只是,到了如今这个局面,却是每个人都没有料到的。
“是,解脱,”王思齐忍住泪,苦笑了好一会儿,“你恨不恨我?”
“我恨你做什么?”公伯圣德摇摇头,“反而是我想问问你,恨不恨我?”
“也罢,不提这些了,”王思齐叹了口气,这个时候,提恨不恨,确实是可笑,以往自己总是把什么错都怨在他身上,如今看来,这一切,也是因他而起。
“不提,说些开心的,”公伯圣德给他添了茶,“待到年后,就让黄陂黄大人,带着瑾儿,去雪山求药吧!”
“自然是要去,”这么多事情,也就这一桩,让他心里头舒坦些,“梁府两位少爷,也会跟着去。”
“自然,二少爷是大理寺的人,得去护着黄大人,大少爷在边疆,这雪山他也熟悉一些,”公伯圣德点头,“我听说那雪山,长年都是冰天雪地的,瑾儿一个女孩子,跟着过去,这衣服一定要带够,还要厚一些。

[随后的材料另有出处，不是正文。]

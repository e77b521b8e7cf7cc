//! PostgreSQL Repository Implementations

use std::collections::HashMap;

use chrono::{DateTime, Utc};
use kernel::id::{ProductId, StoreId, UserId};
use rust_decimal::Decimal;
use sqlx::PgPool;
use uuid::Uuid;

use crate::domain::address::{Address, UserAddress};
use crate::domain::product::{Category, NewProduct, Product, StoreProduct, StoreStock};
use crate::domain::repository::{AddressRepository, ProductRepository, StoreRepository};
use crate::domain::store::{InventoryItem, Store, StoreDetail, StoreSummary};
use crate::error::{CatalogError, CatalogResult, map_product_insert_error};

const PRODUCT_COLUMNS: &str = r#"
    id,
    name,
    description,
    price,
    weight,
    created_by,
    created_at,
    updated_at
"#;

const STORE_COLUMNS: &str = "id, name, created_at, updated_at";

/// `%term%` with LIKE metacharacters escaped (pairs with `ESCAPE '\'`).
fn like_pattern(term: &str) -> String {
    let mut pattern = String::with_capacity(term.len() + 2);
    pattern.push('%');
    for c in term.chars() {
        if matches!(c, '\\' | '%' | '_') {
            pattern.push('\\');
        }
        pattern.push(c);
    }
    pattern.push('%');
    pattern
}

fn group_by_key<V>(rows: impl IntoIterator<Item = (Uuid, V)>) -> HashMap<Uuid, Vec<V>> {
    let mut grouped: HashMap<Uuid, Vec<V>> = HashMap::new();
    for (key, value) in rows {
        grouped.entry(key).or_default().push(value);
    }
    grouped
}

/// One repository over the shared pool; implements every catalog port.
#[derive(Clone)]
pub struct PgCatalogRepository {
    pool: PgPool,
}

impl PgCatalogRepository {
    pub fn new(pool: PgPool) -> Self {
        Self { pool }
    }

    /// Attach categories and per-store stock to product rows in two queries.
    async fn hydrate(&self, rows: Vec<ProductRow>) -> CatalogResult<Vec<Product>> {
        if rows.is_empty() {
            return Ok(Vec::new());
        }
        let ids: Vec<Uuid> = rows.iter().map(|r| r.id).collect();

        let categories = sqlx::query_as::<_, ProductCategoryRow>(
            r#"
            SELECT pc.product_id, c.id, c.name
            FROM product_categories pc
            JOIN categories c ON c.id = pc.category_id
            WHERE pc.product_id = ANY($1)
            ORDER BY c.name
            "#,
        )
        .bind(&ids)
        .fetch_all(&self.pool)
        .await?;

        let stock = sqlx::query_as::<_, StoreStockRow>(
            r#"
            SELECT sp.product_id, sp.store_id, s.name AS store_name, sp.stock
            FROM store_products sp
            JOIN stores s ON s.id = sp.store_id
            WHERE sp.product_id = ANY($1)
            ORDER BY s.name
            "#,
        )
        .bind(&ids)
        .fetch_all(&self.pool)
        .await?;

        let mut categories = group_by_key(categories.into_iter().map(|r| {
            (
                r.product_id,
                Category {
                    id: r.id.into(),
                    name: r.name,
                },
            )
        }));
        let mut stock = group_by_key(stock.into_iter().map(|r| {
            (
                r.product_id,
                StoreStock {
                    store_id: r.store_id.into(),
                    store_name: r.store_name,
                    stock: r.stock,
                },
            )
        }));

        Ok(rows
            .into_iter()
            .map(|row| {
                let categories = categories.remove(&row.id).unwrap_or_default();
                let stock = stock.remove(&row.id).unwrap_or_default();
                row.into_product(categories, stock)
            })
            .collect())
    }

    /// Addresses linked to the given stores, keyed by store id.
    async fn store_addresses(&self, store_ids: &[Uuid]) -> CatalogResult<HashMap<Uuid, Vec<Address>>> {
        let rows = sqlx::query_as::<_, AddressRow>(
            r#"
            SELECT a.id, a.address_line, a.city, a.province, a.postal_code, sa.store_id
            FROM addresses a
            JOIN store_addresses sa ON sa.id = a.store_address_id
            WHERE sa.store_id = ANY($1)
            ORDER BY a.city, a.id
            "#,
        )
        .bind(store_ids)
        .fetch_all(&self.pool)
        .await?;

        Ok(group_by_key(rows.into_iter().filter_map(|row| {
            let store_id = row.store_id?;
            Some((store_id, row.into_address()))
        })))
    }
}

impl ProductRepository for PgCatalogRepository {
    async fn list(&self, search: Option<&str>) -> CatalogResult<Vec<Product>> {
        let sql = format!(
            r#"
            SELECT {PRODUCT_COLUMNS}
            FROM products
            WHERE $1::text IS NULL OR name ILIKE $1 ESCAPE '\'
            ORDER BY created_at DESC
            "#
        );
        let rows = sqlx::query_as::<_, ProductRow>(&sql)
            .bind(search.map(like_pattern))
            .fetch_all(&self.pool)
            .await?;

        self.hydrate(rows).await
    }

    async fn find_by_id(&self, id: &ProductId) -> CatalogResult<Option<Product>> {
        let sql = format!("SELECT {PRODUCT_COLUMNS} FROM products WHERE id = $1");
        let row = sqlx::query_as::<_, ProductRow>(&sql)
            .bind(id.as_uuid())
            .fetch_optional(&self.pool)
            .await?;

        let Some(row) = row else {
            return Ok(None);
        };
        Ok(self.hydrate(vec![row]).await?.pop())
    }

    async fn exists_by_name(&self, name: &str) -> CatalogResult<bool> {
        let exists: bool =
            sqlx::query_scalar("SELECT EXISTS(SELECT 1 FROM products WHERE name = $1)")
                .bind(name)
                .fetch_one(&self.pool)
                .await?;
        Ok(exists)
    }

    async fn create(&self, product: &NewProduct) -> CatalogResult<Product> {
        let category_ids: Vec<Uuid> = product.category_ids.iter().map(|id| id.into_uuid()).collect();

        let mut tx = self.pool.begin().await?;

        sqlx::query(
            r#"
            INSERT INTO products (id, name, description, price, weight, created_by)
            VALUES ($1, $2, $3, $4, $5, $6)
            "#,
        )
        .bind(product.id.as_uuid())
        .bind(&product.name)
        .bind(&product.description)
        .bind(product.price)
        .bind(product.weight)
        .bind(product.created_by.as_uuid())
        .execute(&mut *tx)
        .await
        .map_err(map_product_insert_error)?;

        sqlx::query(
            r#"
            INSERT INTO product_categories (product_id, category_id)
            SELECT $1, UNNEST($2::uuid[])
            "#,
        )
        .bind(product.id.as_uuid())
        .bind(&category_ids)
        .execute(&mut *tx)
        .await
        .map_err(map_product_insert_error)?;

        tx.commit().await?;

        ProductRepository::find_by_id(self, &product.id)
            .await?
            .ok_or_else(|| CatalogError::Internal("product vanished after insert".to_string()))
    }

    async fn link_to_store(
        &self,
        product_id: &ProductId,
        store_id: &StoreId,
        stock: i32,
    ) -> CatalogResult<StoreProduct> {
        let row = sqlx::query_as::<_, StoreProductRow>(
            r#"
            INSERT INTO store_products (id, product_id, store_id, stock)
            VALUES ($1, $2, $3, $4)
            RETURNING id, product_id, store_id, stock
            "#,
        )
        .bind(Uuid::new_v4())
        .bind(product_id.as_uuid())
        .bind(store_id.as_uuid())
        .bind(stock)
        .fetch_one(&self.pool)
        .await
        .map_err(CatalogError::StoreLinkFailed)?;

        Ok(row.into_store_product())
    }
}

impl StoreRepository for PgCatalogRepository {
    async fn list(&self) -> CatalogResult<Vec<Store>> {
        let sql = format!("SELECT {STORE_COLUMNS} FROM stores ORDER BY name");
        let rows = sqlx::query_as::<_, StoreRow>(&sql)
            .fetch_all(&self.pool)
            .await?;

        let ids: Vec<Uuid> = rows.iter().map(|r| r.id).collect();
        let mut addresses = self.store_addresses(&ids).await?;

        Ok(rows
            .into_iter()
            .map(|row| {
                let addresses = addresses.remove(&row.id).unwrap_or_default();
                row.into_store(addresses)
            })
            .collect())
    }

    async fn list_summaries(&self) -> CatalogResult<Vec<StoreSummary>> {
        let rows = sqlx::query_as::<_, StoreSummaryRow>("SELECT id, name FROM stores ORDER BY name")
            .fetch_all(&self.pool)
            .await?;

        Ok(rows
            .into_iter()
            .map(|r| StoreSummary {
                id: r.id.into(),
                name: r.name,
            })
            .collect())
    }

    async fn find_by_id(&self, id: &StoreId) -> CatalogResult<Option<StoreDetail>> {
        let sql = format!("SELECT {STORE_COLUMNS} FROM stores WHERE id = $1");
        let Some(row) = sqlx::query_as::<_, StoreRow>(&sql)
            .bind(id.as_uuid())
            .fetch_optional(&self.pool)
            .await?
        else {
            return Ok(None);
        };

        let addresses = self
            .store_addresses(&[row.id])
            .await?
            .remove(&row.id)
            .unwrap_or_default();

        let inventory = sqlx::query_as::<_, InventoryRow>(
            r#"
            SELECT sp.product_id, p.name AS product_name, sp.stock
            FROM store_products sp
            JOIN products p ON p.id = sp.product_id
            WHERE sp.store_id = $1
            ORDER BY p.name
            "#,
        )
        .bind(id.as_uuid())
        .fetch_all(&self.pool)
        .await?;

        Ok(Some(StoreDetail {
            store: row.into_store(addresses),
            inventory: inventory
                .into_iter()
                .map(|r| InventoryItem {
                    product_id: r.product_id.into(),
                    product_name: r.product_name,
                    stock: r.stock,
                })
                .collect(),
        }))
    }

    async fn store_provinces(&self) -> CatalogResult<Vec<String>> {
        let provinces: Vec<String> = sqlx::query_scalar(
            r#"
            SELECT DISTINCT province
            FROM addresses
            WHERE store_address_id IS NOT NULL AND province <> ''
            ORDER BY province
            "#,
        )
        .fetch_all(&self.pool)
        .await?;
        Ok(provinces)
    }
}

impl AddressRepository for PgCatalogRepository {
    async fn list_for_user(&self, user_id: &UserId) -> CatalogResult<Vec<UserAddress>> {
        let rows = sqlx::query_as::<_, UserAddressRow>(
            r#"
            SELECT
                ua.id AS user_address_id,
                ua.is_primary,
                a.id,
                a.address_line,
                a.city,
                a.province,
                a.postal_code,
                sa.store_id
            FROM user_addresses ua
            JOIN addresses a ON a.id = ua.address_id
            LEFT JOIN store_addresses sa ON sa.id = a.store_address_id
            WHERE ua.user_id = $1
            ORDER BY ua.is_primary DESC, a.city
            "#,
        )
        .bind(user_id.as_uuid())
        .fetch_all(&self.pool)
        .await?;

        Ok(rows
            .into_iter()
            .map(|row| UserAddress {
                id: row.user_address_id.into(),
                is_primary: row.is_primary,
                address: row.address.into_address(),
            })
            .collect())
    }
}

// ============================================================================
// Row Types
// ============================================================================

#[derive(sqlx::FromRow)]
struct ProductRow {
    id: Uuid,
    name: String,
    description: String,
    price: Decimal,
    weight: i32,
    created_by: Option<Uuid>,
    created_at: DateTime<Utc>,
    updated_at: DateTime<Utc>,
}

impl ProductRow {
    fn into_product(self, categories: Vec<Category>, stock: Vec<StoreStock>) -> Product {
        Product {
            id: self.id.into(),
            name: self.name,
            description: self.description,
            price: self.price,
            weight: self.weight,
            created_by: self.created_by.map(Into::into),
            categories,
            stock,
            created_at: self.created_at,
            updated_at: self.updated_at,
        }
    }
}

#[derive(sqlx::FromRow)]
struct ProductCategoryRow {
    product_id: Uuid,
    id: Uuid,
    name: String,
}

#[derive(sqlx::FromRow)]
struct StoreStockRow {
    product_id: Uuid,
    store_id: Uuid,
    store_name: String,
    stock: i32,
}

#[derive(sqlx::FromRow)]
struct StoreProductRow {
    id: Uuid,
    product_id: Uuid,
    store_id: Uuid,
    stock: i32,
}

impl StoreProductRow {
    fn into_store_product(self) -> StoreProduct {
        StoreProduct {
            id: self.id.into(),
            product_id: self.product_id.into(),
            store_id: self.store_id.into(),
            stock: self.stock,
        }
    }
}

#[derive(sqlx::FromRow)]
struct StoreRow {
    id: Uuid,
    name: String,
    created_at: DateTime<Utc>,
    updated_at: DateTime<Utc>,
}

impl StoreRow {
    fn into_store(self, addresses: Vec<Address>) -> Store {
        Store {
            id: self.id.into(),
            name: self.name,
            addresses,
            created_at: self.created_at,
            updated_at: self.updated_at,
        }
    }
}

#[derive(sqlx::FromRow)]
struct StoreSummaryRow {
    id: Uuid,
    name: String,
}

#[derive(sqlx::FromRow)]
struct InventoryRow {
    product_id: Uuid,
    product_name: String,
    stock: i32,
}

#[derive(sqlx::FromRow)]
struct AddressRow {
    id: Uuid,
    address_line: String,
    city: String,
    province: String,
    postal_code: Option<String>,
    store_id: Option<Uuid>,
}

impl AddressRow {
    fn into_address(self) -> Address {
        Address {
            id: self.id.into(),
            address_line: self.address_line,
            city: self.city,
            province: self.province,
            postal_code: self.postal_code,
            store_id: self.store_id.map(Into::into),
        }
    }
}

#[derive(sqlx::FromRow)]
struct UserAddressRow {
    user_address_id: Uuid,
    is_primary: bool,
    #[sqlx(flatten)]
    address: AddressRow,
}
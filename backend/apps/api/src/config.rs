//! Process configuration
//!
//! Everything is read from the environment (after `.env` is loaded). Required
//! keys fail startup; the rest fall back to local-development defaults.

use std::time::Duration;

use anyhow::{Context, bail};
use auth::application::config::SameSite;
use auth::{AuthConfig, GoogleOAuthConfig, ResendConfig};
use secrecy::SecretString;
use shipping::ShippingConfig;

const DEFAULT_ORIGINS: &str = "http://localhost:3000,http://127.0.0.1:3000";

pub struct ApiConfig {
    pub database_url: String,
    pub max_connections: u32,
    pub port: u16,
    pub frontend_origins: Vec<String>,
    pub auth: AuthConfig,
    pub resend: ResendConfig,
    pub google: GoogleOAuthConfig,
    pub shipping: ShippingConfig,
}

impl ApiConfig {
    pub fn from_env() -> anyhow::Result<Self> {
        Self::from_lookup(|key| std::env::var(key).ok())
    }

    pub fn from_lookup(lookup: impl Fn(&str) -> Option<String>) -> anyhow::Result<Self> {
        let get = |key: &str| lookup(key).map(|v| v.trim().to_string()).filter(|v| !v.is_empty());
        let required = |key: &str| get(key).with_context(|| format!("{key} must be set"));
        let or = |key: &str, default: &str| get(key).unwrap_or_else(|| default.to_string());

        let jwt_secret = required("JWT_SECRET")?;
        if jwt_secret.len() < 32 {
            bail!("JWT_SECRET must be at least 32 characters");
        }

        let public_api_url = or("PUBLIC_API_URL", "http://localhost:8000");
        let frontend_url = or("FRONTEND_URL", "http://localhost:3000");

        let cookie_secure = match get("COOKIE_SECURE") {
            Some(v) => v
                .parse::<bool>()
                .with_context(|| format!("COOKIE_SECURE must be true or false, got {v}"))?,
            None => true,
        };
        let session_ttl = match get("SESSION_TTL_SECS") {
            Some(v) => Duration::from_secs(v.parse().context("SESSION_TTL_SECS must be seconds")?),
            None => Duration::from_secs(24 * 3600),
        };

        let auth = AuthConfig {
            jwt_secret: SecretString::from(jwt_secret),
            session_ttl,
            cookie_secure,
            cookie_same_site: if cookie_secure { SameSite::None } else { SameSite::Lax },
            password_pepper: get("PASSWORD_PEPPER").map(String::into_bytes),
            frontend_url,
            public_api_url: public_api_url.clone(),
            ..AuthConfig::default()
        };

        let mut resend = ResendConfig::new(SecretString::from(required("RESEND_API_KEY")?));
        if let Some(from) = get("EMAIL_FROM") {
            resend.from = from;
        }

        let google = GoogleOAuthConfig::new(
            required("GOOGLE_CLIENT_ID")?,
            SecretString::from(required("GOOGLE_CLIENT_SECRET")?),
            get("GOOGLE_REDIRECT_URL").unwrap_or_else(|| {
                format!(
                    "{}/auth/google/callback",
                    public_api_url.trim_end_matches('/')
                )
            }),
        );

        let mut shipping = ShippingConfig::new(SecretString::from(required("RAJA_ONGKIR_API_KEY")?));
        if let Some(base_url) = get("RAJA_ONGKIR_BASE_URL") {
            shipping = shipping.with_base_url(base_url);
        }

        let frontend_origins = or("FRONTEND_ORIGINS", DEFAULT_ORIGINS)
            .split(',')
            .map(str::trim)
            .filter(|o| !o.is_empty())
            .map(str::to_string)
            .collect();

        Ok(Self {
            database_url: required("DATABASE_URL")?,
            max_connections: or("DATABASE_MAX_CONNECTIONS", "5")
                .parse()
                .context("DATABASE_MAX_CONNECTIONS must be a number")?,
            port: or("PORT", "8000").parse().context("PORT must be a port number")?,
            frontend_origins,
            auth,
            resend,
            google,
            shipping,
        })
    }
}

#[cfg(test)]
mod tests {
    use std::collections::HashMap;

    use secrecy::ExposeSecret;

    use super::*;

    fn env(pairs: &[(&str, &str)]) -> impl Fn(&str) -> Option<String> {
        let map: HashMap<String, String> = pairs
            .iter()
            .map(|(k, v)| (k.to_string(), v.to_string()))
            .collect();
        move |key| map.get(key).cloned()
    }

    fn minimal() -> Vec<(&'static str, &'static str)> {
        vec![
            ("DATABASE_URL", "postgres://localhost/marketsnap"),
            ("JWT_SECRET", "0123456789abcdef0123456789abcdef"),
            ("RESEND_API_KEY", "re_test"),
            ("GOOGLE_CLIENT_ID", "client"),
            ("GOOGLE_CLIENT_SECRET", "secret"),
            ("RAJA_ONGKIR_API_KEY", "ro_test"),
        ]
    }

    #[test]
    fn test_defaults() {
        let config = ApiConfig::from_lookup(env(&minimal())).unwrap();

        assert_eq!(config.port, 8000);
        assert!(config.auth.cookie_secure);
        assert_eq!(config.auth.session_ttl, Duration::from_secs(86400));
        assert_eq!(
            config.google.redirect_url,
            "http://localhost:8000/auth/google/callback"
        );
        assert_eq!(config.shipping.base_url, "https://api.rajaongkir.com/starter");
        assert_eq!(config.shipping.api_key.expose_secret(), "ro_test");
        assert_eq!(config.frontend_origins.len(), 2);
    }

    #[test]
    fn test_overrides() {
        let mut pairs = minimal();
        pairs.extend([
            ("PORT", "9000"),
            ("COOKIE_SECURE", "false"),
            ("SESSION_TTL_SECS", "3600"),
            ("PUBLIC_API_URL", "https://api.marketsnap.id/"),
            ("FRONTEND_ORIGINS", "https://marketsnap.id, "),
            ("EMAIL_FROM", "MarketSnap <no-reply@marketsnap.id>"),
        ]);
        let config = ApiConfig::from_lookup(env(&pairs)).unwrap();

        assert_eq!(config.port, 9000);
        assert!(!config.auth.cookie_secure);
        assert_eq!(config.auth.session_ttl, Duration::from_secs(3600));
        assert_eq!(
            config.google.redirect_url,
            "https://api.marketsnap.id/auth/google/callback"
        );
        assert_eq!(config.frontend_origins, vec!["https://marketsnap.id".to_string()]);
        assert_eq!(config.resend.from, "MarketSnap <no-reply@marketsnap.id>");
    }

    #[test]
    fn test_missing_or_weak_secrets_fail() {
        let without_db: Vec<_> = minimal()
            .into_iter()
            .filter(|(k, _)| *k != "DATABASE_URL")
            .collect();
        let err = ApiConfig::from_lookup(env(&without_db)).err().unwrap();
        assert!(err.to_string().contains("DATABASE_URL"));

        let mut weak = minimal();
        weak.retain(|(k, _)| *k != "JWT_SECRET");
        weak.push(("JWT_SECRET", "short"));
        assert!(ApiConfig::from_lookup(env(&weak)).is_err());
    }
}
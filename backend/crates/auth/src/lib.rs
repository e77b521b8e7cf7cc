//! Auth (Authentication) Backend Module
//!
//! Clean Architecture structure:
//! - `domain/` - Entities, value objects, ports (repository, mailer, identity provider)
//! - `application/` - Use cases and the token service
//! - `infra/` - PostgreSQL, Resend and Google adapters
//! - `presentation/` - HTTP handlers, DTOs, pages, router, session gates
//!
//! ## Features
//! - Registration with email verification
//! - Login by username or email with a JWT session cookie
//! - Google sign-in (authorization code flow)
//! - Cookie and bearer session gates, role gate for admin routes
//!
//! ## Security Model
//! - Passwords hashed with Argon2id
//! - Sessions are stateless HS256 JWTs; logout clears the cookie only
//! - OAuth `state` is bound to a short-lived cookie and compared in constant time

pub mod application;
pub mod domain;
pub mod error;
pub mod infra;
pub mod presentation;


// Re-exports for convenience
pub use application::config::AuthConfig;
pub use application::token::SessionClaims;
pub use domain::value_object::user_role::UserRole;
pub use error::{AuthError, AuthResult};
pub use infra::google::{GoogleIdentityProvider, GoogleOAuthConfig};
pub use infra::postgres::PgAuthRepository;
pub use infra::resend::{ResendConfig, ResendMailer};
pub use presentation::router::{auth_router, auth_router_generic};

pub mod middleware {
    pub use crate::presentation::middleware::*;
}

”
“我会让维慎陪她去的,”王思齐在知道大理寺的打算后,就已经让邹氏开始做准备了,棉衣什么的,已经在准备了。
“去雪山里,梁家三少爷也会去。
“三少爷,他去做什么?”公伯圣德愣了一下,立马反应过来,“他——”
“他比瑾儿还要危险,不然,梁秉文会坚持让大儿子还守在冰天雪地里?”当年,皇上可是询问过,梁哲为是否有意换去魏国边境,是梁秉文一口拒绝了的。
别人看着,是觉得他梁家为国捐躯,在所不辞,可知道实情的王思齐却很清楚,这不过是为了他们家的三少爷罢了!
“宁太医诊治的,用了你的血,”这件事,王思齐一直没敢跟公伯圣德讲过,是梁秉文当年,私下里过来找他,他请了宁太医,宁太医给的法子。
“说起来,是我带梁秉文找了宁太医,他们当时是讲过如何保着那孩子,”王思齐还是把心里头瞒着的这件事告诉了公伯圣德,“虽然,后边他们并没有再找我牵线,可我一直知道,相国府里的三少爷,是你的血救下来的。”
“还有这么一回事?”公伯圣德惊讶得半天说不出话来,当年,他被种了蛊后,每日都会被取血,主要是宁太医要拿去养生死蛊,这个他很清楚。
取血一事,他习以为常,并没有什么感觉,要是王思齐不告诉他,他怕是一辈子也想不到这一层上去。
“皇上定然知道这件事,所以,才会把哲哲赐婚给他,”找宁太医救吴氏一事,王思齐并没有告诉太子,当时太子问的,也只是跟公伯一族有关的事,那件事,他没有算在内。
“皇上自然是知道,他还有什么不知道的呢?”公伯圣德释然,百思不得其解的问题,总算有了答案。
原来如此啊!皇上这个安排,让他都不知道该说些什么好了。
“这一次,也是皇上授意,只是,博柔公主,是意外查获的,”提起这个公主,王思齐是又恨又悔。
“博柔公主的事,皇上既然让梁相国调查,那你我还是不要再插手了!”公伯圣德建议着。